[Collected data]
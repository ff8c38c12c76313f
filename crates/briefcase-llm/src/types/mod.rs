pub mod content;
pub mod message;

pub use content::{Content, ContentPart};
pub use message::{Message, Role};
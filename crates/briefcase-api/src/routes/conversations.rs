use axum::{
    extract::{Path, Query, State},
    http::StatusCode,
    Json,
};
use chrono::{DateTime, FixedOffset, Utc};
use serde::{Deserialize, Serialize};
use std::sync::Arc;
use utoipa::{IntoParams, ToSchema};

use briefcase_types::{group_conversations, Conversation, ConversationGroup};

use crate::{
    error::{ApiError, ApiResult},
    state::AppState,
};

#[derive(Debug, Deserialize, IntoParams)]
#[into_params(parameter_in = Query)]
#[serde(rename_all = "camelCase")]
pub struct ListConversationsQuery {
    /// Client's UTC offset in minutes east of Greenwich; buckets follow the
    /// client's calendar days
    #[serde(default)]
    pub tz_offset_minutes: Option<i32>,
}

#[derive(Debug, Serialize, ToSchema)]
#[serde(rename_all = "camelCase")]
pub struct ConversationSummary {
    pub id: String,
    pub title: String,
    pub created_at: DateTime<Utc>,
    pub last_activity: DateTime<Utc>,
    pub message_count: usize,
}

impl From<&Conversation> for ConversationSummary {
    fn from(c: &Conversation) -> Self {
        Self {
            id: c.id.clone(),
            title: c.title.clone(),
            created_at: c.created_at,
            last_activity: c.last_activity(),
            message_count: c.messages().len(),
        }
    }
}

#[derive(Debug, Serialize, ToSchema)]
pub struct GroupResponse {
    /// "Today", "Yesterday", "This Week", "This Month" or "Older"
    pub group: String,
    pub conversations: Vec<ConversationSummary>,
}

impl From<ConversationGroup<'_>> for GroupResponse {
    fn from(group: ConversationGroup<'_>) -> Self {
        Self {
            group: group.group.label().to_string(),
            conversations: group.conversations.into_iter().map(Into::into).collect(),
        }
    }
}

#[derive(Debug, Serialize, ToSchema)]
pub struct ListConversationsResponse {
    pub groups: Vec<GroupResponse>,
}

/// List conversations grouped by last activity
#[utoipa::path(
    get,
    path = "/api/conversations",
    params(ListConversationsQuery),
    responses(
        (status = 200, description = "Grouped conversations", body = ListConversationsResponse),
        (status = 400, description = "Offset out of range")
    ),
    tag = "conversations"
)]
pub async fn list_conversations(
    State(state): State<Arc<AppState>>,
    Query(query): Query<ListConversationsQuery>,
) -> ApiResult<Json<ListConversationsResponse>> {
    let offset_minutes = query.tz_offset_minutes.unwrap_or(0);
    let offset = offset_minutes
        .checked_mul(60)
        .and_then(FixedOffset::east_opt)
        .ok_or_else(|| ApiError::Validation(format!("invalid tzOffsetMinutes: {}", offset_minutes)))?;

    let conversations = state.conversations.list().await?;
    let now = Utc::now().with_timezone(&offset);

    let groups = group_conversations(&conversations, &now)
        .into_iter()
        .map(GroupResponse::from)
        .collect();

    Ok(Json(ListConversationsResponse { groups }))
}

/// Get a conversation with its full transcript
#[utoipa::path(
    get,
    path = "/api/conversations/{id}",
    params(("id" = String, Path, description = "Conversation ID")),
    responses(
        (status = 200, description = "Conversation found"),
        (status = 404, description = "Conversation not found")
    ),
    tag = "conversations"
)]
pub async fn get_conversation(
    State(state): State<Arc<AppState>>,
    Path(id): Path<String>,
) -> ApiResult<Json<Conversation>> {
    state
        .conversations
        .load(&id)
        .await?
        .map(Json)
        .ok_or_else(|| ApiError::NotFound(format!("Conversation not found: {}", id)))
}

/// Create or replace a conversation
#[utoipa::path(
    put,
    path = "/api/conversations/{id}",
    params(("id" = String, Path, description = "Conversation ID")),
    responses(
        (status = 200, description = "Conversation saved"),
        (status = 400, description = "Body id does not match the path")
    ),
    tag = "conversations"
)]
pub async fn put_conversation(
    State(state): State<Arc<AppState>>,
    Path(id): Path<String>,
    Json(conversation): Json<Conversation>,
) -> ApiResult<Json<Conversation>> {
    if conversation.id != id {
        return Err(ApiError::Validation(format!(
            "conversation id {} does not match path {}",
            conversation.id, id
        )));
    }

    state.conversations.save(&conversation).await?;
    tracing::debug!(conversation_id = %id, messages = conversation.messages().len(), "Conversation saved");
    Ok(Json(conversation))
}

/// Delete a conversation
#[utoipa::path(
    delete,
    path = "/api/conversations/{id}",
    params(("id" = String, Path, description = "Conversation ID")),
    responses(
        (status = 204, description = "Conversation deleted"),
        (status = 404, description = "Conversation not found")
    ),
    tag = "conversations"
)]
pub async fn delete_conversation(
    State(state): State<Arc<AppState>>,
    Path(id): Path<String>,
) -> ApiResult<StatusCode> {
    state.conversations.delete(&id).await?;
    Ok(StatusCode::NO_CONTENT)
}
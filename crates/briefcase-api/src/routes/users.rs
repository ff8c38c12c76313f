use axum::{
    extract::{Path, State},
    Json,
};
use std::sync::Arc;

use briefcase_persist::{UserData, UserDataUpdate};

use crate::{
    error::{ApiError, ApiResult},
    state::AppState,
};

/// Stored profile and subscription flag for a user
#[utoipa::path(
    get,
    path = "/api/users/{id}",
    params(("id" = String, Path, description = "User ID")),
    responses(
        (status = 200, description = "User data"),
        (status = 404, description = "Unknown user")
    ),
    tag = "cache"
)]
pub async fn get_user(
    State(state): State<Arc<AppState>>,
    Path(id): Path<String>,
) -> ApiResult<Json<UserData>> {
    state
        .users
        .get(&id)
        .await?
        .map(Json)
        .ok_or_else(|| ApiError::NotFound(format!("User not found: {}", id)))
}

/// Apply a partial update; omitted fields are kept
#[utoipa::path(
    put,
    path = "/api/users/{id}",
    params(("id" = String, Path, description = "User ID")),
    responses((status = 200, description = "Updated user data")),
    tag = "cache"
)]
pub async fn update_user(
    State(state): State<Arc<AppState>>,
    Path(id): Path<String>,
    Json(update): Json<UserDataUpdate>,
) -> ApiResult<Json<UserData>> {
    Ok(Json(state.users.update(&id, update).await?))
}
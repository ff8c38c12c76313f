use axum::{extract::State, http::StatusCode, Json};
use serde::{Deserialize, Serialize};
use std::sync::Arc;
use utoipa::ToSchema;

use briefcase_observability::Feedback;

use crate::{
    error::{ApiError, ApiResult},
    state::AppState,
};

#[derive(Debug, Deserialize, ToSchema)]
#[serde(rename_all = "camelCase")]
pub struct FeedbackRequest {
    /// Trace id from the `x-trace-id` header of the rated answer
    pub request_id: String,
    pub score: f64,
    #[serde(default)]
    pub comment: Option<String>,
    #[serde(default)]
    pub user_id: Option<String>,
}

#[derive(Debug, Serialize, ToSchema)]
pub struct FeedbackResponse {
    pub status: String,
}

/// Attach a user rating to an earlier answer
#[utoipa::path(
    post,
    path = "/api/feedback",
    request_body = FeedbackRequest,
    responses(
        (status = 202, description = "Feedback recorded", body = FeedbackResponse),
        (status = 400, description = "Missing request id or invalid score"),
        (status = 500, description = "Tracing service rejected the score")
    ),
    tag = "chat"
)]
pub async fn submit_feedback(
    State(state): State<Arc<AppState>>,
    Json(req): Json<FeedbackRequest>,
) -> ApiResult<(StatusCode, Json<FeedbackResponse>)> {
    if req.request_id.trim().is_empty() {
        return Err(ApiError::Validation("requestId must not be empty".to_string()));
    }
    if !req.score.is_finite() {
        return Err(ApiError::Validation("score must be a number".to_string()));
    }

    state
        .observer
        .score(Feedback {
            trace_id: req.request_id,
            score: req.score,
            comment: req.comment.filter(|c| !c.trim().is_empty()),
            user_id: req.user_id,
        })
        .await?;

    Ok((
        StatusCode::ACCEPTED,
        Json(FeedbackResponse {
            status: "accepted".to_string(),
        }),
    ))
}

▶ What is expected:
Report each line in the preceding entries that holds the string "Self".

▶ Problem solution:
    fn from(c: &Conversation) -> Self {
        Self {
    fn from(group: ConversationGroup<'_>) -> Self {
        Self {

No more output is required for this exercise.